*Supplied records*.
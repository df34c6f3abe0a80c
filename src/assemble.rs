// src/assemble.rs
//! Composition of the extraction pipeline: one Fragment in, zero or
//! more normalized Events out. Every failure mode here is "drop the
//! fragment", never "publish wrong data with confidence".

use std::collections::HashSet;

use chrono::NaiveDate;
use tracing::debug;

use crate::classify;
use crate::dates::{self, ParsedDate};
use crate::dedup::{self, DedupStore};
use crate::digest;
use crate::ingest::types::{Fragment, SourceKind};
use crate::normalize::normalize;
use crate::title;
use crate::vocab::Vocab;

/// The output record handed to the publisher. Immutable after emission.
#[derive(Debug, Clone, PartialEq, Eq, serde::Serialize, serde::Deserialize)]
pub struct Event {
    pub title: String,
    pub date_display: String,
    pub location: String,
    pub venue: String,
    pub link: String,
    pub source: String,
    pub image_url: Option<String>,
}

/// State scoped to one pipeline run: title-prefix keys used to
/// collapse near-duplicates gathered from several sources. Discarded
/// at end of run, never persisted.
#[derive(Debug, Default)]
pub struct RunState {
    title_keys: HashSet<String>,
}

impl RunState {
    pub fn new() -> Self {
        Self::default()
    }
}

/// Short anonymized fragment id for diagnostics; raw text stays out of
/// the logs.
pub(crate) fn anon_hash(text: &str) -> String {
    use sha2::{Digest, Sha256};
    let digest = Sha256::digest(text.as_bytes());
    let mut out = String::with_capacity(12);
    for b in digest.iter().take(6) {
        use std::fmt::Write as _;
        let _ = write!(&mut out, "{:02x}", b);
    }
    out
}

/// Make a scraped link usable as an absolute URL, or reject it.
fn absolutize(link: &str) -> Option<String> {
    let l = link.trim();
    if l.starts_with("https://") || l.starts_with("http://") {
        return Some(l.to_string());
    }
    if l.starts_with("t.me/") || l.starts_with("www.") {
        return Some(format!("https://{l}"));
    }
    None
}

pub struct Assembler<'a> {
    vocab: &'a Vocab,
    today: NaiveDate,
}

impl<'a> Assembler<'a> {
    pub fn new(vocab: &'a Vocab, today: NaiveDate) -> Self {
        Self { vocab, today }
    }

    /// Run the full deterministic pipeline on one fragment.
    pub fn assemble(
        &self,
        frag: &Fragment,
        run: &mut RunState,
        store: &DedupStore,
    ) -> Vec<Event> {
        let text = normalize(&frag.text);
        if text.is_empty() {
            return Vec::new();
        }
        let id = anon_hash(&text);

        if frag.kind == SourceKind::Page && classify::is_site_trash(frag.title_line(), self.vocab)
        {
            debug!(%id, source = %frag.source_name, "dropped: site navigation");
            return Vec::new();
        }
        if !classify::is_event(&text, self.vocab) {
            debug!(%id, source = %frag.source_name, "dropped: not an event");
            return Vec::new();
        }

        if digest::looks_like_digest(&text) {
            let mut out = Vec::new();
            for draft in digest::split_digest(&text, frag.link.as_deref(), self.today) {
                let Some(title) = title::clean(&draft.title_raw, self.vocab) else {
                    continue;
                };
                if let Some(ev) = self.emit(
                    frag,
                    &text,
                    title,
                    &draft.date,
                    draft.link.as_deref(),
                    draft.venue.as_deref(),
                    run,
                    store,
                ) {
                    out.push(ev);
                }
            }
            return out;
        }

        let Some(date) = dates::resolve_event_date(&text, self.today) else {
            debug!(%id, source = %frag.source_name, "dropped: no future date");
            return Vec::new();
        };
        let Some(title) = title::clean(frag.title_line(), self.vocab) else {
            debug!(%id, source = %frag.source_name, "dropped: title did not survive cleaning");
            return Vec::new();
        };
        self.emit(
            frag,
            &text,
            title,
            &date,
            frag.link.as_deref(),
            None,
            run,
            store,
        )
        .into_iter()
        .collect()
    }

    /// Finish one event candidate with an externally supplied title
    /// (the optional cleanup collaborator). Date, classification and
    /// dedup rules still apply unchanged.
    pub fn assemble_with_title(
        &self,
        frag: &Fragment,
        title: String,
        run: &mut RunState,
        store: &DedupStore,
    ) -> Option<Event> {
        let text = normalize(&frag.text);
        if !classify::is_event(&text, self.vocab) {
            return None;
        }
        if title.chars().count() < 5 {
            return None;
        }
        let date = dates::resolve_event_date(&text, self.today)?;
        self.emit(frag, &text, title, &date, frag.link.as_deref(), None, run, store)
    }

    #[allow(clippy::too_many_arguments)]
    fn emit(
        &self,
        frag: &Fragment,
        context: &str,
        title: String,
        date: &ParsedDate,
        link: Option<&str>,
        venue: Option<&str>,
        run: &mut RunState,
        store: &DedupStore,
    ) -> Option<Event> {
        let link = link.and_then(absolutize)?;
        let key = dedup::canonicalize(&link);
        if store.seen(&key) {
            debug!(key = %key, "dropped: already published");
            return None;
        }
        let tkey = dedup::title_key(&title);
        if !run.title_keys.insert(tkey) {
            debug!(id = %anon_hash(&title), "dropped: near-duplicate title this run");
            return None;
        }

        let location = self
            .vocab
            .location_anywhere(context)
            .unwrap_or("")
            .to_string();
        let venue = venue
            .map(str::to_string)
            .or_else(|| self.vocab.venue(context).map(str::to_string))
            .unwrap_or_default();

        Some(Event {
            title,
            date_display: dates::format_display(date),
            location,
            venue,
            link,
            source: frag.source_name.clone(),
            image_url: frag.image_url.clone(),
        })
    }
}
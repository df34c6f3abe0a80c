// src/notify/mod.rs
pub mod telegram;

use anyhow::Result;
use async_trait::async_trait;

use crate::assemble::Event;

/// Delivery seam. The pipeline records a dedup key only after
/// `publish` returns Ok.
#[async_trait]
pub trait Publisher: Send + Sync {
    async fn publish(&self, event: &Event) -> Result<()>;
}

/// Render the fixed message shape: bold title, location, optional
/// venue, date, link.
pub fn render_message(e: &Event) -> String {
    let mut out = format!("<b>{}</b>\n", html_escape::encode_text(&e.title));
    if !e.location.is_empty() {
        out.push_str(&format!("📍 {}\n", html_escape::encode_text(&e.location)));
    }
    if !e.venue.is_empty() {
        out.push_str(&format!("🏛 {}\n", html_escape::encode_text(&e.venue)));
    }
    out.push_str(&format!("🗓 {}\n", e.date_display));
    out.push_str(&e.link);
    out
}

/// Logs instead of sending; used when no bot credentials are
/// configured (local dry runs).
pub struct DryRunPublisher;

#[async_trait]
impl Publisher for DryRunPublisher {
    async fn publish(&self, event: &Event) -> Result<()> {
        tracing::info!(title = %event.title, link = %event.link, "dry-run publish");
        Ok(())
    }
}

#[cfg(test)]
mod tests {
    use super::*;

    #[test]
    fn message_shape_has_all_lines() {
        let e = Event {
            title: "Митап <по Rust>".into(),
            date_display: "20 февраля 2026, 19:00".into(),
            location: "Алматы".into(),
            venue: "MOST Hub".into(),
            link: "https://t.me/chan/5".into(),
            source: "chan".into(),
            image_url: None,
        };
        let msg = render_message(&e);
        assert!(msg.starts_with("<b>Митап &lt;по Rust&gt;</b>\n"));
        assert!(msg.contains("📍 Алматы"));
        assert!(msg.contains("🏛 MOST Hub"));
        assert!(msg.contains("🗓 20 февраля 2026, 19:00"));
        assert!(msg.ends_with("https://t.me/chan/5"));
    }

    #[test]
    fn optional_venue_line_is_omitted() {
        let e = Event {
            title: "Хакатон".into(),
            date_display: "15 февраля 2026".into(),
            location: String::new(),
            venue: String::new(),
            link: "https://t.me/x".into(),
            source: "chan".into(),
            image_url: None,
        };
        let msg = render_message(&e);
        assert!(!msg.contains("🏛"));
        assert!(!msg.contains("📍"));
    }
}
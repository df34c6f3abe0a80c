// src/notify/telegram.rs
use std::time::Duration;

use anyhow::{anyhow, Result};
use async_trait::async_trait;
use reqwest::Client;
use serde::Serialize;
use tracing::warn;

use super::{render_message, Publisher};
use crate::assemble::Event;

/// Transport seam under the publisher: the two Bot API sends. Lets the
/// photo-failure fallback be exercised without a live bot, the same
/// way `FixtureFetcher` stands in for `HttpFetcher`.
#[async_trait]
trait BotApi: Send + Sync {
    async fn send_photo(&self, event: &Event, image_url: &str) -> Result<()>;
    async fn send_text(&self, event: &Event) -> Result<()>;
}

#[derive(Clone)]
struct HttpApi {
    token: String,
    chat_id: String,
    client: Client,
    timeout: Duration,
}

impl HttpApi {
    fn api_url(&self, method: &str) -> String {
        format!("https://api.telegram.org/bot{}/{}", self.token, method)
    }

    async fn call<P: Serialize>(&self, method: &str, payload: &P) -> Result<()> {
        let rsp = self
            .client
            .post(self.api_url(method))
            .timeout(self.timeout)
            .json(payload)
            .send()
            .await
            .map_err(|e| anyhow!("telegram {method} request failed: {e}"))?;
        rsp.error_for_status_ref()
            .map_err(|e| anyhow!("telegram {method} HTTP error: {e}"))?;
        Ok(())
    }
}

#[async_trait]
impl BotApi for HttpApi {
    async fn send_photo(&self, event: &Event, image_url: &str) -> Result<()> {
        #[derive(Serialize)]
        struct SendPhoto<'a> {
            chat_id: &'a str,
            photo: &'a str,
            caption: String,
            parse_mode: &'a str,
        }
        self.call(
            "sendPhoto",
            &SendPhoto {
                chat_id: &self.chat_id,
                photo: image_url,
                caption: render_message(event),
                parse_mode: "HTML",
            },
        )
        .await
    }

    async fn send_text(&self, event: &Event) -> Result<()> {
        #[derive(Serialize)]
        struct SendMessage<'a> {
            chat_id: &'a str,
            text: String,
            parse_mode: &'a str,
        }
        self.call(
            "sendMessage",
            &SendMessage {
                chat_id: &self.chat_id,
                text: render_message(event),
                parse_mode: "HTML",
            },
        )
        .await
    }
}

/// Photo send first when an image is attached; any photo failure (bad
/// image URL is common) falls back to one text-only send of the same
/// content.
async fn deliver(api: &dyn BotApi, event: &Event) -> Result<()> {
    if let Some(image_url) = event.image_url.as_deref() {
        match api.send_photo(event, image_url).await {
            Ok(()) => return Ok(()),
            Err(e) => {
                warn!(error = %e, link = %event.link, "photo send failed, falling back to text");
            }
        }
    }
    api.send_text(event).await
}

#[derive(Clone)]
pub struct TelegramPublisher {
    api: HttpApi,
}

impl TelegramPublisher {
    pub fn new(token: String, chat_id: String) -> Self {
        Self {
            api: HttpApi {
                token,
                chat_id,
                client: Client::new(),
                timeout: Duration::from_secs(10),
            },
        }
    }

    pub fn with_timeout(mut self, secs: u64) -> Self {
        self.api.timeout = Duration::from_secs(secs);
        self
    }
}

#[async_trait]
impl Publisher for TelegramPublisher {
    async fn publish(&self, event: &Event) -> Result<()> {
        deliver(&self.api, event).await
    }
}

*Exercise instructions*.
Would you output, unchanged, each line from the start of the records to the line that holds "Immutable after emission.", both included and nothing else?

*Exercise answer*.
repository df34c6f3abe0a80c
filename src/assemble.rs
// src/assemble.rs
//! Composition of the extraction pipeline: one Fragment in, zero or
//! more normalized Events out. Every failure mode here is "drop the
//! fragment", never "publish wrong data with confidence".

use std::collections::HashSet;

use chrono::NaiveDate;
use tracing::debug;

use crate::classify;
use crate::dates::{self, ParsedDate};
use crate::dedup::{self, DedupStore};
use crate::digest;
use crate::ingest::types::{Fragment, SourceKind};
use crate::normalize::normalize;
use crate::title;
use crate::vocab::Vocab;

/// The output record handed to the publisher. Immutable after emission.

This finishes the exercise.